Sarah Boseley, health editor 

HIV infections could hit 3.2m a year by 2031 if funding is not increased

Just keeping pandemic under control will cost up to $733bn, report published in the Lancet warns
  
  

Arceliu Jaime, an HIV positive woman from Mozambique
Arceliu Jaime, an HIV positive woman from Mozambique – one of the worst affected countries. Photograph: Jose Cendon Photograph: Jose Cendon/Guardian

Merely controlling HIV and Aids will cost between $397bn and $733bn over the next 20 years – and unless more money is spent the pandemic will continue to spread, experts warned today.

If funding is not increased from 2009, infections could rise from 2.3 million a year to 3.2 million by 2031, claimed a report by the aids2031 financing group, headed by the Results for Development Institute in Washington DC.

In the Lancet medical journal, the group warns it is "increasingly improbable" in tough economic times that donors and governments will find enough money to fund a rapid increase in universal access to prevention and treatment services by 2015. It is estimated that would prevent about 7 million more deaths and 14.2 million infections than if efforts continued on the present scale.

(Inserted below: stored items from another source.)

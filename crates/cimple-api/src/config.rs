//! Server configuration.

use cimple_core::Result;
use cimple_scheduler::WorkPoolConfig;
use serde::{Deserialize, Serialize};
use std::time::Duration;

/// Server configuration.
#[derive(Debug, Clone, Serialize, Deserialize)]
pub struct ServerConfig {
    #[serde(default = "default_host")]
    pub host: String,
    #[serde(default = "default_port")]
    pub port: u16,
    /// How often the work pool tries to hand a queued build to an agent.
    #[serde(default = "default_check_interval")]
    pub check_interval_ms: u64,
    #[serde(default = "default_stats_interval")]
    pub stats_interval_ms: u64,
    /// How long an agent may take to report a build complete. Zero waits
    /// forever.
    #[serde(default = "default_perform_timeout")]
    pub perform_timeout_secs: u64,
}

fn default_host() -> String {
    "127.0.0.1".to_string()
}

fn default_port() -> u16 {
    8080
}

fn default_check_interval() -> u64 {
    1000
}

fn default_stats_interval() -> u64 {
    10_000
}

fn default_perform_timeout() -> u64 {
    3600
}

impl Default for ServerConfig {
    fn default() -> Self {
        Self {
            host: default_host(),
            port: default_port(),
            check_interval_ms: default_check_interval(),
            stats_interval_ms: default_stats_interval(),
            perform_timeout_secs: default_perform_timeout(),
        }
    }
}

impl ServerConfig {
    /// Load configuration from a YAML file.
    pub fn from_file(path: &std::path::Path) -> Result<Self> {
        let contents = std::fs::read_to_string(path)?;
        Ok(serde_yaml::from_str(&contents)?)
    }

    pub fn with_address(mut self, host: impl Into<String>, port: u16) -> Self {
        self.host = host.into();
        self.port = port;
        self
    }

    pub fn socket_addr(&self) -> String {
        format!("{}:{}", self.host, self.port)
    }

    pub fn perform_timeout(&self) -> Option<Duration> {
        (self.perform_timeout_secs > 0).then(|| Duration::from_secs(self.perform_timeout_secs))
    }

    pub fn work_pool_config(&self) -> WorkPoolConfig {
        WorkPoolConfig::default()
            .with_check_interval(Duration::from_millis(self.check_interval_ms))
            .with_stats_interval(Duration::from_millis(self.stats_interval_ms))
    }
}
//! Publish steps: upload build artifacts to HTTP destinations.

use crate::output::{OutputLine, OutputStream};
use crate::vars::StepVars;
use cimple_core::ports::SecretStore;
use cimple_core::project::PublishDestination;
use cimple_core::{Error, Result};
use std::fmt;
use std::path::{Path, PathBuf};
use tokio::sync::mpsc;
use tracing::{debug, info};

/// Secret kind holding publish passwords, keyed by destination username.
pub const SECRET_KIND: &str = "publish";

/// A publish step with templates and credentials resolved.
#[derive(Debug, Clone)]
pub struct PublishPlan {
    /// Glob patterns, relative to the working directory unless absolute.
    pub patterns: Vec<String>,
    pub targets: Vec<PublishTarget>,
}

#[derive(Clone)]
pub struct PublishTarget {
    pub url: String,
    pub username: Option<String>,
    password: Option<String>,
}

impl fmt::Debug for PublishTarget {
    fn fmt(&self, f: &mut fmt::Formatter<'_>) -> fmt::Result {
        f.debug_struct("PublishTarget")
            .field("url", &self.url)
            .field("username", &self.username)
            .field("password", &self.password.as_ref().map(|_| "***"))
            .finish()
    }
}

impl PublishPlan {
    pub fn resolve(
        files: &[String],
        destinations: &[PublishDestination],
        vars: &StepVars,
    ) -> Result<Self> {
        let patterns = files
            .iter()
            .map(|pattern| vars.render(pattern))
            .collect::<Result<Vec<_>>>()?;

        let mut targets = Vec::with_capacity(destinations.len());
        for destination in destinations {
            let username = destination
                .username
                .as_deref()
                .map(|name| vars.render(name))
                .transpose()?;
            let password = match &username {
                Some(name) => Some(vars.secrets.get(SECRET_KIND, name)?),
                None => None,
            };
            targets.push(PublishTarget {
                url: vars.render(&destination.url)?,
                username,
                password,
            });
        }

        Ok(Self { patterns, targets })
    }

    /// Expand every pattern against `working_dir`. A pattern matching no
    /// file is an error.
    pub fn files(&self, working_dir: &Path) -> std::result::Result<Vec<PathBuf>, String> {
        let mut files = Vec::new();
        for pattern in &self.patterns {
            let full_pattern = if Path::new(pattern).is_absolute() {
                pattern.clone()
            } else {
                working_dir.join(pattern).display().to_string()
            };

            let entries = glob::glob(&full_pattern)
                .map_err(|e| format!("Invalid pattern {}: {}", pattern, e))?;
            let mut matched: Vec<PathBuf> = entries
                .filter_map(|entry| entry.ok())
                .filter(|path| path.is_file())
                .collect();
            if matched.is_empty() {
                return Err(format!("No files match {}", pattern));
            }
            matched.sort();
            files.extend(matched);
        }
        files.dedup();
        Ok(files)
    }
}

impl PublishTarget {
    fn upload_url(&self, file_name: &str) -> String {
        format!("{}/{}", self.url.trim_end_matches('/'), file_name)
    }
}

/// Upload every matched file to every target with an HTTP PUT.
pub async fn publish(
    client: &reqwest::Client,
    step_id: &str,
    plan: &PublishPlan,
    working_dir: &Path,
    output_tx: mpsc::Sender<OutputLine>,
) -> Result<()> {
    let fail = |message: String| Error::StepExecution {
        step: step_id.to_string(),
        message,
    };

    let files = plan.files(working_dir).map_err(fail)?;
    let mut line_number = 0u32;

    for target in &plan.targets {
        for path in &files {
            let file_name = path
                .file_name()
                .map(|name| name.to_string_lossy().into_owned())
                .unwrap_or_default();
            let url = target.upload_url(&file_name);
            let body = tokio::fs::read(path).await?;
            let size = body.len();

            info!(step = %step_id, file = %path.display(), url = %url, "Publishing file");

            let mut request = client.put(&url).body(body);
            if let Some(username) = &target.username {
                request = request.basic_auth(username, target.password.as_deref());
            }
            let response = request
                .send()
                .await
                .map_err(|e| fail(format!("Failed to publish {}: {}", file_name, e)))?;

            let status = response.status();
            if !status.is_success() {
                let text = response.text().await.unwrap_or_default();
                return Err(fail(format!(
                    "Failed to publish {} to {}: {} - {}",
                    file_name, url, status, text
                )));
            }

            debug!(step = %step_id, file = %file_name, size, "Published file");
            line_number += 1;
            let line = OutputLine {
                stream: OutputStream::Stdout,
                content: format!("Published {} ({} bytes) to {}", file_name, size, url),
                line_number,
                timestamp: chrono::Utc::now(),
            };
            if output_tx.send(line).await.is_err() {
                debug!(step = %step_id, "Output receiver dropped");
            }
        }
    }

    Ok(())
}
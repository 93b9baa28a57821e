//! Agent handlers.

use axum::{Json, extract::State, http::StatusCode};
use cimple_scheduler::AgentSnapshot;
use serde::Serialize;
use std::sync::Arc;

use crate::state::AppState;

#[derive(Debug, Serialize)]
pub struct AgentResponse {
    pub id: String,
    pub hostname: Option<String>,
    pub connected_date: String,
    pub busy: bool,
}

impl From<&AgentSnapshot> for AgentResponse {
    fn from(agent: &AgentSnapshot) -> Self {
        Self {
            id: agent.id.as_uuid().to_string(),
            hostname: agent.hostname.clone(),
            connected_date: agent.connected_at.to_rfc3339(),
            busy: agent.busy,
        }
    }
}

pub async fn list_agents(
    State(state): State<Arc<AppState>>,
) -> Result<Json<Vec<AgentResponse>>, (StatusCode, String)> {
    let agents = state
        .agents
        .list()
        .await
        .map_err(|e| (StatusCode::INTERNAL_SERVER_ERROR, e.to_string()))?;

    Ok(Json(agents.iter().map(AgentResponse::from).collect()))
}
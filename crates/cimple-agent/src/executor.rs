//! Runs builds requested by the server.

use async_trait::async_trait;
use cimple_core::ports::SecretStore;
use cimple_core::secrets::StaticSecretStore;
use cimple_core::{BuildId, Error, Result};
use cimple_runner::vcs::git;
use cimple_runner::{JournalDriver, LocalRunOptions, RunSummary, run_local};
use std::path::{Path, PathBuf};
use std::sync::Arc;
use tokio::fs;
use tracing::{info, warn};

/// A repository and commit to build.
#[derive(Debug, Clone, PartialEq, Eq)]
pub struct BuildRequest {
    pub url: String,
    pub commit: String,
}

#[async_trait]
pub trait BuildExecutor: Send + Sync {
    async fn execute(&self, request: BuildRequest) -> Result<RunSummary>;
}

/// Clones the repository into a fresh workspace, checks out the commit and
/// runs the project's build there. The workspace is removed afterwards.
pub struct GitBuildExecutor {
    workspace_dir: PathBuf,
    run_context: String,
    project_file: PathBuf,
    secrets: Arc<dyn SecretStore>,
}

impl GitBuildExecutor {
    pub fn new(workspace_dir: PathBuf, run_context: impl Into<String>) -> Self {
        Self {
            workspace_dir,
            run_context: run_context.into(),
            project_file: PathBuf::from(cimple_core::project::PROJECT_FILE),
            secrets: Arc::new(StaticSecretStore::new()),
        }
    }

    pub fn with_project_file(mut self, path: PathBuf) -> Self {
        self.project_file = path;
        self
    }

    pub fn with_secrets(mut self, secrets: Arc<dyn SecretStore>) -> Self {
        self.secrets = secrets;
        self
    }

    async fn setup_workspace(&self) -> Result<PathBuf> {
        let workspace = self.workspace_dir.join(BuildId::new().to_string());
        fs::create_dir_all(&self.workspace_dir)
            .await
            .map_err(|e| Error::Internal(format!("Failed to create workspace: {}", e)))?;

        info!(path = %workspace.display(), "Workspace created");
        Ok(workspace)
    }

    async fn cleanup_workspace(&self, workspace: &Path) {
        if workspace.exists()
            && let Err(e) = fs::remove_dir_all(workspace).await
        {
            warn!(path = %workspace.display(), error = %e, "Failed to cleanup workspace");
        }
    }

    async fn build_in(&self, workspace: &Path, request: &BuildRequest) -> Result<RunSummary> {
        let dest = workspace.display().to_string();
        git(&self.workspace_dir, &["clone", "--quiet", &request.url, &dest]).await?;
        git(workspace, &["checkout", "--quiet", &request.commit]).await?;

        let mut options = LocalRunOptions::new(workspace);
        options.project_file = self.project_file.clone();
        options.run_context = self.run_context.clone();
        options.journal_driver = JournalDriver::None;
        options.secrets = Arc::clone(&self.secrets);
        options.host_env = std::env::vars().collect();
        options.repo = Some(request.url.clone());

        run_local(options).await
    }
}

#[async_trait]
impl BuildExecutor for GitBuildExecutor {
    async fn execute(&self, request: BuildRequest) -> Result<RunSummary> {
        info!(url = %request.url, commit = %request.commit, "Starting build");

        let workspace = self.setup_workspace().await?;
        let result = self.build_in(&workspace, &request).await;
        self.cleanup_workspace(&workspace).await;

        result
    }
}
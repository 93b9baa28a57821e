//! API route definitions.

use axum::{
    Router,
    routing::get,
};
use std::sync::Arc;
use tower_http::trace::TraceLayer;

use crate::handlers::{agents, builds, health};
use crate::state::AppState;
use crate::ws;

/// Create the main API router.
pub fn build_app(state: Arc<AppState>) -> Router {
    Router::new()
        .merge(build_routes())
        .merge(agent_routes())
        .route("/health", get(health::health))
        .layer(TraceLayer::new_for_http())
        .with_state(state)
}

fn build_routes() -> Router<Arc<AppState>> {
    Router::new().route("/builds", get(builds::list_builds).post(builds::submit_build))
}

fn agent_routes() -> Router<Arc<AppState>> {
    Router::new()
        .route("/agents", get(agents::list_agents))
        .route("/agents/connection", get(ws::agent_connection))
}
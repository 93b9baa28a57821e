//! Build lifecycle events recorded in the journal.

use crate::ids::BuildId;
use chrono::{DateTime, Utc};
use serde::{Deserialize, Serialize};
use std::collections::BTreeMap;

/// All events a build can emit.
#[derive(Debug, Clone, PartialEq, Serialize, Deserialize)]
#[serde(tag = "type", content = "event", rename_all = "snake_case")]
pub enum Event {
    // Build lifecycle
    BuildStarted(BuildStartedPayload),
    BuildSucceeded(BuildFinishedPayload),
    BuildFailed(BuildFailedPayload),

    // Task lifecycle
    TaskStarted(TaskStartedPayload),
    TaskSkipped(TaskSkippedPayload),
    TaskSuccessful(TaskPayload),
    TaskFailed(TaskPayload),

    // Step lifecycle
    StepStarted(StepStartedPayload),
    StepSkipped(StepPayload),
    StepSuccessful(StepPayload),
    StepFailed(StepFailedPayload),
}

impl Event {
    /// Name written in the `type` field of a journal record.
    pub fn type_name(&self) -> &'static str {
        match self {
            Event::BuildStarted(_) => "build_started",
            Event::BuildSucceeded(_) => "build_succeeded",
            Event::BuildFailed(_) => "build_failed",
            Event::TaskStarted(_) => "task_started",
            Event::TaskSkipped(_) => "task_skipped",
            Event::TaskSuccessful(_) => "task_successful",
            Event::TaskFailed(_) => "task_failed",
            Event::StepStarted(_) => "step_started",
            Event::StepSkipped(_) => "step_skipped",
            Event::StepSuccessful(_) => "step_successful",
            Event::StepFailed(_) => "step_failed",
        }
    }
}

#[derive(Debug, Clone, PartialEq, Serialize, Deserialize)]
pub struct BuildStartedPayload {
    pub build_id: BuildId,
    pub project: String,
    pub repo: Option<String>,
    pub tasks: Vec<String>,
}

#[derive(Debug, Clone, PartialEq, Serialize, Deserialize)]
pub struct BuildFinishedPayload {
    pub build_id: BuildId,
    pub duration_ms: u64,
}

#[derive(Debug, Clone, PartialEq, Serialize, Deserialize)]
pub struct BuildFailedPayload {
    pub build_id: BuildId,
    pub reason: String,
}

#[derive(Debug, Clone, PartialEq, Serialize, Deserialize)]
pub struct TaskStartedPayload {
    pub id: String,
    pub steps: Vec<String>,
}

#[derive(Debug, Clone, PartialEq, Serialize, Deserialize)]
pub struct TaskSkippedPayload {
    pub id: String,
    pub reason: String,
}

#[derive(Debug, Clone, PartialEq, Serialize, Deserialize)]
pub struct TaskPayload {
    pub id: String,
}

#[derive(Debug, Clone, PartialEq, Serialize, Deserialize)]
pub struct StepStartedPayload {
    pub id: String,
    pub env: BTreeMap<String, String>,
    pub step: String,
    pub args: Vec<String>,
}

#[derive(Debug, Clone, PartialEq, Serialize, Deserialize)]
pub struct StepPayload {
    pub id: String,
}

#[derive(Debug, Clone, PartialEq, Serialize, Deserialize)]
pub struct StepFailedPayload {
    pub id: String,
    pub reason: String,
}

/// One line of the journal: the event, its type and when it was recorded.
#[derive(Debug, Clone, PartialEq, Serialize, Deserialize)]
pub struct JournalRecord {
    #[serde(flatten)]
    pub event: Event,
    pub time: DateTime<Utc>,
}

impl JournalRecord {
    pub fn now(event: Event) -> Self {
        Self {
            event,
            time: Utc::now(),
        }
    }
}
//! Strongly-typed identifiers for domain entities.

use serde::{Deserialize, Serialize};
use std::fmt;
use uuid::Uuid;

macro_rules! define_id {
    ($name:ident, $prefix:expr) => {
        #[derive(Debug, Clone, Copy, PartialEq, Eq, Hash, PartialOrd, Ord, Serialize, Deserialize)]
        #[serde(transparent)]
        pub struct $name(Uuid);

        impl $name {
            pub fn new() -> Self {
                Self(Uuid::now_v7())
            }

            pub fn from_uuid(uuid: Uuid) -> Self {
                Self(uuid)
            }

            pub fn as_uuid(&self) -> &Uuid {
                &self.0
            }
        }

        impl Default for $name {
            fn default() -> Self {
                Self::new()
            }
        }

        impl fmt::Display for $name {
            fn fmt(&self, f: &mut fmt::Formatter<'_>) -> fmt::Result {
                write!(f, "{}_{}", $prefix, self.0)
            }
        }

        impl std::str::FromStr for $name {
            type Err = uuid::Error;

            fn from_str(s: &str) -> std::result::Result<Self, Self::Err> {
                let uuid_str = s.strip_prefix(concat!($prefix, "_")).unwrap_or(s);
                Ok(Self(Uuid::parse_str(uuid_str)?))
            }
        }
    };
}

define_id!(AgentId, "agt");
define_id!(BuildId, "bld");
define_id!(MessageId, "msg");
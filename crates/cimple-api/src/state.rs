//! Application state shared across handlers.

use cimple_scheduler::{AgentPool, BuildQueue};
use std::sync::Arc;
use std::time::Duration;

/// Application state shared across all handlers.
#[derive(Clone)]
pub struct AppState {
    pub build_queue: Arc<dyn BuildQueue>,
    pub agents: AgentPool,
    /// Deadline applied to every build dispatched to an agent.
    pub perform_timeout: Option<Duration>,
}

impl AppState {
    pub fn new(build_queue: Arc<dyn BuildQueue>, agents: AgentPool) -> Self {
        Self {
            build_queue,
            agents,
            perform_timeout: None,
        }
    }

    pub fn with_perform_timeout(mut self, timeout: Option<Duration>) -> Self {
        self.perform_timeout = timeout;
        self
    }
}
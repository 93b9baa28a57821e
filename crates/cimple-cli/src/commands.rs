//! CLI command definitions.

use cimple_runner::{JournalDriver, JournalFormat};
use clap::{Args, Subcommand, ValueEnum};
use std::path::PathBuf;

#[derive(Subcommand)]
pub enum Commands {
    /// Run the project's build in the current directory
    Run {
        /// Only run these tasks (repeatable)
        #[arg(long = "task")]
        tasks: Vec<String>,

        /// Where journal records are shown: console or none
        #[arg(long, default_value = "console")]
        journal_driver: JournalDriver,

        /// Console journal format: text or json
        #[arg(long, default_value = "text")]
        journal_format: JournalFormat,

        /// Run context matched against a task's limit_to
        #[arg(long, default_value = "local")]
        run_context: String,

        /// Secret as type:key:password (repeatable)
        #[arg(long = "secret")]
        secrets: Vec<String>,

        /// Project file
        #[arg(long, default_value = "cimple.yaml")]
        configuration: PathBuf,
    },

    /// Start the build server
    Server {
        #[arg(long)]
        host: Option<String>,

        #[arg(long)]
        port: Option<u16>,

        /// Server configuration file
        #[arg(long)]
        config: Option<PathBuf>,
    },

    /// Start a build agent
    Agent {
        #[arg(long)]
        server_addr: Option<String>,

        #[arg(long)]
        server_port: Option<u16>,

        /// Connect without TLS
        #[arg(long)]
        no_tls: bool,

        /// Agent configuration file
        #[arg(long)]
        config: Option<PathBuf>,
    },

    /// List agents connected to a server
    Agents {
        #[command(flatten)]
        server: ServerArgs,
    },

    /// List or submit builds
    Builds {
        #[command(flatten)]
        server: ServerArgs,

        #[command(subcommand)]
        command: Option<BuildCommands>,
    },

    /// Show a project's build graph
    Config {
        /// Project file
        #[arg(long, default_value = "cimple.yaml")]
        configuration: PathBuf,

        #[arg(long, value_enum, default_value_t = ConfigFormat::Text)]
        format: ConfigFormat,
    },
}

#[derive(Subcommand)]
pub enum BuildCommands {
    /// List builds waiting for an agent
    List,

    /// Queue a build of a repository at a commit
    Submit {
        url: String,
        commit: String,
    },
}

/// Server location for the API commands.
#[derive(Args)]
pub struct ServerArgs {
    #[arg(long)]
    pub server_addr: Option<String>,

    #[arg(long)]
    pub server_port: Option<u16>,

    /// CLI configuration file
    #[arg(long)]
    pub cli_config: Option<PathBuf>,
}

#[derive(Debug, Clone, Copy, PartialEq, Eq, ValueEnum)]
pub enum ConfigFormat {
    Text,
    Graphviz,
}

#[derive(Debug, Clone, Copy, PartialEq, Eq, ValueEnum)]
pub enum LogFormat {
    Text,
    Json,
}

Just this week, donors in New York pledged $11.7bn for the Global Fund to fight Aids, TB and malaria, less than the $13bn it had set as the minimum to fund the current disease-fighting programmes. The Global Fund and Pepfar (the US president's emergency plan for Aids relief) are the two biggest sources of funding for Aids prevention and treatment in developing countries.

However, the aids2031 paper did reveal more efficient ways of using the funding available. And some developing countries with higher incomes and less intense epidemics, such as China, India and the Ukraine, may be capable of taking over the costs of fighting HIV themselves, leaving more money for poorer countries.

The figures, said Dr Robert Hecht, the managing director of the institute and lead author of the paper, "suggest that we have a long, hard road ahead of us in terms of what it is going to take to combat Aids. But there is a window of opportunity in the next couple of years. Countries can really change where they are going in terms of how many lives they save and infections they prevent.

"It is a hopeful message. The leaders in these countries have some rather distinct choices. The key thing is to spend the money extremely well and get the most value from it."

That would include investing in effective prevention techniques, such as circumcision, while mounting behaviour change campaigns and seeking low-cost drugs for treatment.

The authors identify three distinct groups of countries – those with high burden of disease and low income (such as Mozambique), those with low disease burden and middle income (such as China) and those with high disease burden and middle income (such as South Africa).

The situation in the poorest, such as Zambia, Mozambique, Kenya, Malawi and Uganda, is most worrying and unlikely to improve in the next few years. "What these countries are starting to spend is going to be anywhere between 3% and 6% of GDP. That is a staggering fact to think about."

The group warns that even if the world adopted the most comprehensive strategy currently possible for preventing transmission of the disease, HIV would not be halted. They estimate that 1.2 million people would still become infected in 2031, "meaning that even under the best circumstances there will be a persisting epidemic in 2031, 50 years after the emergence of HIV/Aids." Without a technological breakthrough such as a vaccine, HIV will continue to spread.